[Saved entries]
________________________________________
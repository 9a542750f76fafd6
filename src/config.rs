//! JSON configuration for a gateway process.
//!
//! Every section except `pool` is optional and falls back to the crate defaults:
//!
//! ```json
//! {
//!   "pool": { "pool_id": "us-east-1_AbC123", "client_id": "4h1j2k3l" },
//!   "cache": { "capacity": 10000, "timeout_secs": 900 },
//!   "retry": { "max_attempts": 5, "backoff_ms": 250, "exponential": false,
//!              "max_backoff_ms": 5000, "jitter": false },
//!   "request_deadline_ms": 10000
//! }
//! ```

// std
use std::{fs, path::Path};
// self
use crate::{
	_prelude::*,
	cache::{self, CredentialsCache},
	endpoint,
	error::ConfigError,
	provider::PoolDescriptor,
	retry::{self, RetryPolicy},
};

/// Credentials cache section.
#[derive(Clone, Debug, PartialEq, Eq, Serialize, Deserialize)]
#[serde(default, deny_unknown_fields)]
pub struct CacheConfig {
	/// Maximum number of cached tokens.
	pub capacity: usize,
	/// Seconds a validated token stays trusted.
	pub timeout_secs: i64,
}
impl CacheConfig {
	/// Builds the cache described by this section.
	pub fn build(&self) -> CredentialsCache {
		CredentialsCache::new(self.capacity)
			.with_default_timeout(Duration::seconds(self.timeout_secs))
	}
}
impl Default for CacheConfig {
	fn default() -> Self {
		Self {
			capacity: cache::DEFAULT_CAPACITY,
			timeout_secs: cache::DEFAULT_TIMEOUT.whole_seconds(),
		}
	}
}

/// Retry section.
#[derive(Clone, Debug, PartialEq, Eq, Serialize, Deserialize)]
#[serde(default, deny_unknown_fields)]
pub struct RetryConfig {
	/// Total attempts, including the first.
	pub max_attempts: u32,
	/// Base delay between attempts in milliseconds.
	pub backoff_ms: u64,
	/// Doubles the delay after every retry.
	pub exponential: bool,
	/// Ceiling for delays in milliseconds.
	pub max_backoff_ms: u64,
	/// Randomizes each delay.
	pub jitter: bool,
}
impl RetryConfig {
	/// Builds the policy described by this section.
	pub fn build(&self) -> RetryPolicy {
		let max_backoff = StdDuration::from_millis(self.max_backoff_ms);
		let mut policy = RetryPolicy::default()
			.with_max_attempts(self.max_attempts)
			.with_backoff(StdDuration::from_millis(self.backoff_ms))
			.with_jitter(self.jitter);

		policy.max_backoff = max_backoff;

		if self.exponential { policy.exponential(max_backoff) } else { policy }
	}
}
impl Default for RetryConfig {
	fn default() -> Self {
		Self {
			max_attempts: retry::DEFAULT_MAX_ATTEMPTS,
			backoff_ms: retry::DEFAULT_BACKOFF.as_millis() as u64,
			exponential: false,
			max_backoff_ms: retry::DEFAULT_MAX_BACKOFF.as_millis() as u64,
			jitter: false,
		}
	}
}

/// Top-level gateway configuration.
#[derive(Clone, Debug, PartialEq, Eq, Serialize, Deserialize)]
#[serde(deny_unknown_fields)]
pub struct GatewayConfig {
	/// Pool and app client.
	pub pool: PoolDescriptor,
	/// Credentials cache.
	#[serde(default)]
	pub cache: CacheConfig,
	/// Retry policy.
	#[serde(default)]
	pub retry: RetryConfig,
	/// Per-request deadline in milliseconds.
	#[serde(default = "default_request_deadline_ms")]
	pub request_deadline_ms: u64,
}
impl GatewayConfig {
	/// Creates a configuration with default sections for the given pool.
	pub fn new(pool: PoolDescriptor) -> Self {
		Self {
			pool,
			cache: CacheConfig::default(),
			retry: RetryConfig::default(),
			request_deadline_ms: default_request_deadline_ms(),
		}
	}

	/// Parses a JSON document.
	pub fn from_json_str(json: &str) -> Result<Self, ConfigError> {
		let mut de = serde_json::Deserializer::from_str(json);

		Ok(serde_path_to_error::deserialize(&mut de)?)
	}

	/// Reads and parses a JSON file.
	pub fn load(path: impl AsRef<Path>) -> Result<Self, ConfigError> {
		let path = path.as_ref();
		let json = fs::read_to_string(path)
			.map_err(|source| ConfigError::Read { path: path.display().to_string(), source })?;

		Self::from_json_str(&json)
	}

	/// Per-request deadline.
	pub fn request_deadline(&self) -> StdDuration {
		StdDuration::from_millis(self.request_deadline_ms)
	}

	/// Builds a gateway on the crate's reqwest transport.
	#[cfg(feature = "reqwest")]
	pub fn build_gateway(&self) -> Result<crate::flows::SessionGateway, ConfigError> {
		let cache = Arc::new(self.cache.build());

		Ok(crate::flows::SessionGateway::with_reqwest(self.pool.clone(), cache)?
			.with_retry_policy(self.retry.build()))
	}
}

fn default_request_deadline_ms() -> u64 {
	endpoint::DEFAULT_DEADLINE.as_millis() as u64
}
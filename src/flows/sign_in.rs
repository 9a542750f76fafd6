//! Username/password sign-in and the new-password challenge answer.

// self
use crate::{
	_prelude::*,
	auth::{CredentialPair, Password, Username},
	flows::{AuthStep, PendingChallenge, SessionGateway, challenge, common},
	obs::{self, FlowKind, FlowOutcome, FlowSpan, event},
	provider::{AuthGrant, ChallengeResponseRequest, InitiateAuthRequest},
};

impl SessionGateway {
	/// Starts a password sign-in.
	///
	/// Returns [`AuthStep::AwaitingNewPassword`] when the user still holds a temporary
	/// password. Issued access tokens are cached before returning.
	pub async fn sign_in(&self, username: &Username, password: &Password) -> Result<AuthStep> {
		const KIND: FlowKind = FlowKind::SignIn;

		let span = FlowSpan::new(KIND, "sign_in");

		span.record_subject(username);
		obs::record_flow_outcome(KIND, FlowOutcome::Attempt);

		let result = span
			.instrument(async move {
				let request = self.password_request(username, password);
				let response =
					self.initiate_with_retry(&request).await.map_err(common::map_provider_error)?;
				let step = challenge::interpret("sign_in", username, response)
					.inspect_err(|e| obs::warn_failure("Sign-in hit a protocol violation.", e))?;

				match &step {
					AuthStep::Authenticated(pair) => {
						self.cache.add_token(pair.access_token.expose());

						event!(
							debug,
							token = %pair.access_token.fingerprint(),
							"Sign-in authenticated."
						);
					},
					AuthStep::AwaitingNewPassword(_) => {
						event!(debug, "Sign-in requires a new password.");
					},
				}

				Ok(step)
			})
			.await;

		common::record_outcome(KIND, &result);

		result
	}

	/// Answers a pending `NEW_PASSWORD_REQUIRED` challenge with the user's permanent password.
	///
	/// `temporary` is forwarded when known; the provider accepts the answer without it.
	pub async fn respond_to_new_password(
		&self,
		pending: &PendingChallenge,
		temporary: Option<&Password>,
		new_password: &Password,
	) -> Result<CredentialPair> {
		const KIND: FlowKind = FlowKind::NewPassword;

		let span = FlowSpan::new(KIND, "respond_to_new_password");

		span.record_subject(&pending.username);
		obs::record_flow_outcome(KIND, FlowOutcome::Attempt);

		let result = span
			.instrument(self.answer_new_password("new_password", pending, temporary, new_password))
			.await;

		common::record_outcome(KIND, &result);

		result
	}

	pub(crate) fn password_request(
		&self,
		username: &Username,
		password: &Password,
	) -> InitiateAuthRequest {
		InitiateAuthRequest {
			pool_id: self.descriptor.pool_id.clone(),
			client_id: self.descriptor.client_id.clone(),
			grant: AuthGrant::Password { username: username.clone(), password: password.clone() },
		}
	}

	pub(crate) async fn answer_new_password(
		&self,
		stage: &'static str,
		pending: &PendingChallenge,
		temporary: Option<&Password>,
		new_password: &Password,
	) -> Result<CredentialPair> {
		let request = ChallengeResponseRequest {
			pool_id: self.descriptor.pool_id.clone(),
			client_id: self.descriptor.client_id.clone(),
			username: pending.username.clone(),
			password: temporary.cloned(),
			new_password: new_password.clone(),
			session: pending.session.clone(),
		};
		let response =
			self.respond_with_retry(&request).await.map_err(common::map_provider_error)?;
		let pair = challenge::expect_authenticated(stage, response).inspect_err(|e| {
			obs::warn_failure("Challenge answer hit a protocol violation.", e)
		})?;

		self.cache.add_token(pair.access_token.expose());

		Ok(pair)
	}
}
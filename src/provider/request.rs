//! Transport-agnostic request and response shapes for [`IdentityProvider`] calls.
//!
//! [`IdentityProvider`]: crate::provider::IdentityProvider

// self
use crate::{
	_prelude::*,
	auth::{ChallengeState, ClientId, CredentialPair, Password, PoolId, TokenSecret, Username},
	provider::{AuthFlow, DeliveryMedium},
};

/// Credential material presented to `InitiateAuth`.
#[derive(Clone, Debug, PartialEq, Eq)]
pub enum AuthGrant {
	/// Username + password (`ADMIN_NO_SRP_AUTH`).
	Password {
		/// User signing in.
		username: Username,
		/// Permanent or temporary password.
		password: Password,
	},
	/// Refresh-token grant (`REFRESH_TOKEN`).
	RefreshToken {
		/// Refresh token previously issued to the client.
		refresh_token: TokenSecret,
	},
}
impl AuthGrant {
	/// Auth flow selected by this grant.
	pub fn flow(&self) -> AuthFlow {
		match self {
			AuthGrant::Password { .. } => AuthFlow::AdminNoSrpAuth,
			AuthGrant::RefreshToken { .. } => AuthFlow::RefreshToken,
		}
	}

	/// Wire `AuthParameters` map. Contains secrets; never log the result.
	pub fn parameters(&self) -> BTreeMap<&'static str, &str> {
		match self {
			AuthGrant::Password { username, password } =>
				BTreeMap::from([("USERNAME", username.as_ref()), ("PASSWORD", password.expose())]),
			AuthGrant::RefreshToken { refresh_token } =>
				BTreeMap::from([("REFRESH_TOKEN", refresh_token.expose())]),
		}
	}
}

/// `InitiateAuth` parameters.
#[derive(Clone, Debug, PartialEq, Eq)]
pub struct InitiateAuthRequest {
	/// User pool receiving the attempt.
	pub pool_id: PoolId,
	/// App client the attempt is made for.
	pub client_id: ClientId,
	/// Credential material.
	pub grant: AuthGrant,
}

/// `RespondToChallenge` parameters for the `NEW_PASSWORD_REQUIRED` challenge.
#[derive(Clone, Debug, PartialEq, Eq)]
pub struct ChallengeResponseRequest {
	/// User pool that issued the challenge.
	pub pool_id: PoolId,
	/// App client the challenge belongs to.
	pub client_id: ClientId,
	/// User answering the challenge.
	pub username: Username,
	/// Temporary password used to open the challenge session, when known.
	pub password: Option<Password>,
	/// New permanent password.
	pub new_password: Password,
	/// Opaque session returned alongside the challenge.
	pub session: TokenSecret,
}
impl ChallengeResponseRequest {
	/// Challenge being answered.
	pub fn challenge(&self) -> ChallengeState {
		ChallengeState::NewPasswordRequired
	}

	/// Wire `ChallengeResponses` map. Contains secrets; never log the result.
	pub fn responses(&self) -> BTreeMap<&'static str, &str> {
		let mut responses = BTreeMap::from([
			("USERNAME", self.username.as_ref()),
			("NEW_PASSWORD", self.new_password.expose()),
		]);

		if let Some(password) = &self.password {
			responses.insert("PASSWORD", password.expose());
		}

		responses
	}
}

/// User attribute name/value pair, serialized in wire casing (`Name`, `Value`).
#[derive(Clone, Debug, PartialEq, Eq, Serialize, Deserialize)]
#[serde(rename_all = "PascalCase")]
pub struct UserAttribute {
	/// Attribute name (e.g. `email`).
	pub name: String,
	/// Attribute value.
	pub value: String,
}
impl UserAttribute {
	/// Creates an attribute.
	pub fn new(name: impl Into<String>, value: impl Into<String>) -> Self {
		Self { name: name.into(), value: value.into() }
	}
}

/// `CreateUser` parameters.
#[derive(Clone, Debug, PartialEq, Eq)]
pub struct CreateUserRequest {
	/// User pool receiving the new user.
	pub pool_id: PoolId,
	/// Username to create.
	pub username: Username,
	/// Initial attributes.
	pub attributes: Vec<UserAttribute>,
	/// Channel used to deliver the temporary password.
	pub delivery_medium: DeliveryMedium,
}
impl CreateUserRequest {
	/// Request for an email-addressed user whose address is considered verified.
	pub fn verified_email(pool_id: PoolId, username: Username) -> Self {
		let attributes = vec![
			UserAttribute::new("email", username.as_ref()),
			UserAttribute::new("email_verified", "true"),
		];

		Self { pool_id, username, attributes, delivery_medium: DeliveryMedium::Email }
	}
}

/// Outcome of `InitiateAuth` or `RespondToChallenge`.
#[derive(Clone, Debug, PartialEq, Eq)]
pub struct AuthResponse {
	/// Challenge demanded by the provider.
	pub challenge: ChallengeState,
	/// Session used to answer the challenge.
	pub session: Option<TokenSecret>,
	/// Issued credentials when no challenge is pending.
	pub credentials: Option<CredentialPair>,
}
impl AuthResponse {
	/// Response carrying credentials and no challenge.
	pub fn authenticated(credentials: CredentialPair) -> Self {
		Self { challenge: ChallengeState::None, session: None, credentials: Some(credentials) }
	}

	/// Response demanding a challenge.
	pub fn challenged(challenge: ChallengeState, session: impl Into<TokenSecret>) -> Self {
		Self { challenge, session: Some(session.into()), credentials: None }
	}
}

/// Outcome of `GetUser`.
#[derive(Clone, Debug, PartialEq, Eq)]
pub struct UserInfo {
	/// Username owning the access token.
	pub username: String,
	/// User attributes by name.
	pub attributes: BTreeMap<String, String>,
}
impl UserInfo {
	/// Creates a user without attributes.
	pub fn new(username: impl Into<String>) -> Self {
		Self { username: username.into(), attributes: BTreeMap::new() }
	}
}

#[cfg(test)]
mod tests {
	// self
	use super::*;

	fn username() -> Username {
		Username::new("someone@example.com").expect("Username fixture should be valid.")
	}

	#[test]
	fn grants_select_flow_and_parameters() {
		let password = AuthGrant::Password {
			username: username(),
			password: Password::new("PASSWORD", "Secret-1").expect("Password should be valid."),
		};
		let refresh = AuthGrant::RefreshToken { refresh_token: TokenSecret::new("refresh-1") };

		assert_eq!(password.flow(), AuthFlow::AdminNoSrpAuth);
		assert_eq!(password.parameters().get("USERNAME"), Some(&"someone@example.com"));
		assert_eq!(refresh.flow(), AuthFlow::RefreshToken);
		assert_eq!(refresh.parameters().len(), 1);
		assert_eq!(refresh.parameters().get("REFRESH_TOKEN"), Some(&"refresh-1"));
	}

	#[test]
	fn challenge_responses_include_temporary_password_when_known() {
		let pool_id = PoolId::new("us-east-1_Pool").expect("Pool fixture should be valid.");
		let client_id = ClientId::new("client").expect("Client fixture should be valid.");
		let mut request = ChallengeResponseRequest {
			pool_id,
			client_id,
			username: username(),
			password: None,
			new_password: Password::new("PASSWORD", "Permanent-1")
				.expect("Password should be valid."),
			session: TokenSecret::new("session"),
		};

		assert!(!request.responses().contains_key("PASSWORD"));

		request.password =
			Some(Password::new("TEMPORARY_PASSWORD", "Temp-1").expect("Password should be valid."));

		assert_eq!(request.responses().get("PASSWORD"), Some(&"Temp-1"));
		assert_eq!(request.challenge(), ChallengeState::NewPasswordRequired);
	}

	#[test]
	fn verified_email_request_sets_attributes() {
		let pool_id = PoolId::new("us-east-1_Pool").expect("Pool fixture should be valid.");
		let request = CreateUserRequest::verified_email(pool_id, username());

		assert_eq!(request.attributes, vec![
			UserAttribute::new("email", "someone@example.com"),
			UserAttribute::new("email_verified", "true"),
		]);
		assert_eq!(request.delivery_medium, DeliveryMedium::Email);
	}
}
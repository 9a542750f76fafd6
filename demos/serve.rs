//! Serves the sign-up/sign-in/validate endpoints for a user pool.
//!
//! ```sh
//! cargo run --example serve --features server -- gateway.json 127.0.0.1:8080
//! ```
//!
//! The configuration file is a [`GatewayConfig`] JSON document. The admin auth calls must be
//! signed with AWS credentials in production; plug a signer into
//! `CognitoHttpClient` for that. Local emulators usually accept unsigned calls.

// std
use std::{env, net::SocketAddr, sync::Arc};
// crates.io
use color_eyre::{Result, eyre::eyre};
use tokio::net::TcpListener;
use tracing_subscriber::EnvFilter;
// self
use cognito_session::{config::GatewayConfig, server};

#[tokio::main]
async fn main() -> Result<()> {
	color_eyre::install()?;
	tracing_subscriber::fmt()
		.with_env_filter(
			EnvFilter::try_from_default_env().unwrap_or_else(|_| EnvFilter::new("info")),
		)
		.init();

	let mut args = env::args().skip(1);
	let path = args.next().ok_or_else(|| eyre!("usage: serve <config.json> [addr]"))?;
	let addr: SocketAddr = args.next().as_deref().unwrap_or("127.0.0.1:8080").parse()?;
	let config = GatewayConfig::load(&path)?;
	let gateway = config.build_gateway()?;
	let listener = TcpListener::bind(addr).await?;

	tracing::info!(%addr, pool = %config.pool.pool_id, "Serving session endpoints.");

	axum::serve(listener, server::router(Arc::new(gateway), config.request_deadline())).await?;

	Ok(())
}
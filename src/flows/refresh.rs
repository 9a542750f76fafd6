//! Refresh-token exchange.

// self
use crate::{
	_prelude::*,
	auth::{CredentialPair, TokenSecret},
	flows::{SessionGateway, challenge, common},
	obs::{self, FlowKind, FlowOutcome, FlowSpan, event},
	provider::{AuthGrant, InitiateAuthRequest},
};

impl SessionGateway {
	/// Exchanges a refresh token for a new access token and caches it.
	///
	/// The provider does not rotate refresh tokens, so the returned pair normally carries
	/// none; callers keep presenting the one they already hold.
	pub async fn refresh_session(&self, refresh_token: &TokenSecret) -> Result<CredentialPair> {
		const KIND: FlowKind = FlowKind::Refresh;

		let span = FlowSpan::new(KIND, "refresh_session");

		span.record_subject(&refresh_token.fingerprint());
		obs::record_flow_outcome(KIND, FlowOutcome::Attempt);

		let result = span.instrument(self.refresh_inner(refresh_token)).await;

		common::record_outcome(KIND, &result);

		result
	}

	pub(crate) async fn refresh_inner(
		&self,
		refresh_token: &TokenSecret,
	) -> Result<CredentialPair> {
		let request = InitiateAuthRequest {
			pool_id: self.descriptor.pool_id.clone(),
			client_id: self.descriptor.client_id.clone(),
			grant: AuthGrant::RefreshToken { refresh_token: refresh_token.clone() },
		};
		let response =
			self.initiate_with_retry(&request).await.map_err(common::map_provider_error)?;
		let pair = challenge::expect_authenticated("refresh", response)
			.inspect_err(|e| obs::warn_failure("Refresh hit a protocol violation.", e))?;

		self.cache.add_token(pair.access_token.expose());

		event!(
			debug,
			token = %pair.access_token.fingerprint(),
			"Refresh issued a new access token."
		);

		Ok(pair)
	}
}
________________________________________
◆ **How to complete this task**:
Where the string "TcpListener" appears in a line of the entries above, return that line.

◆ **Answer area**:
use tokio::net::TcpListener;
	let listener = TcpListener::bind(addr).await?;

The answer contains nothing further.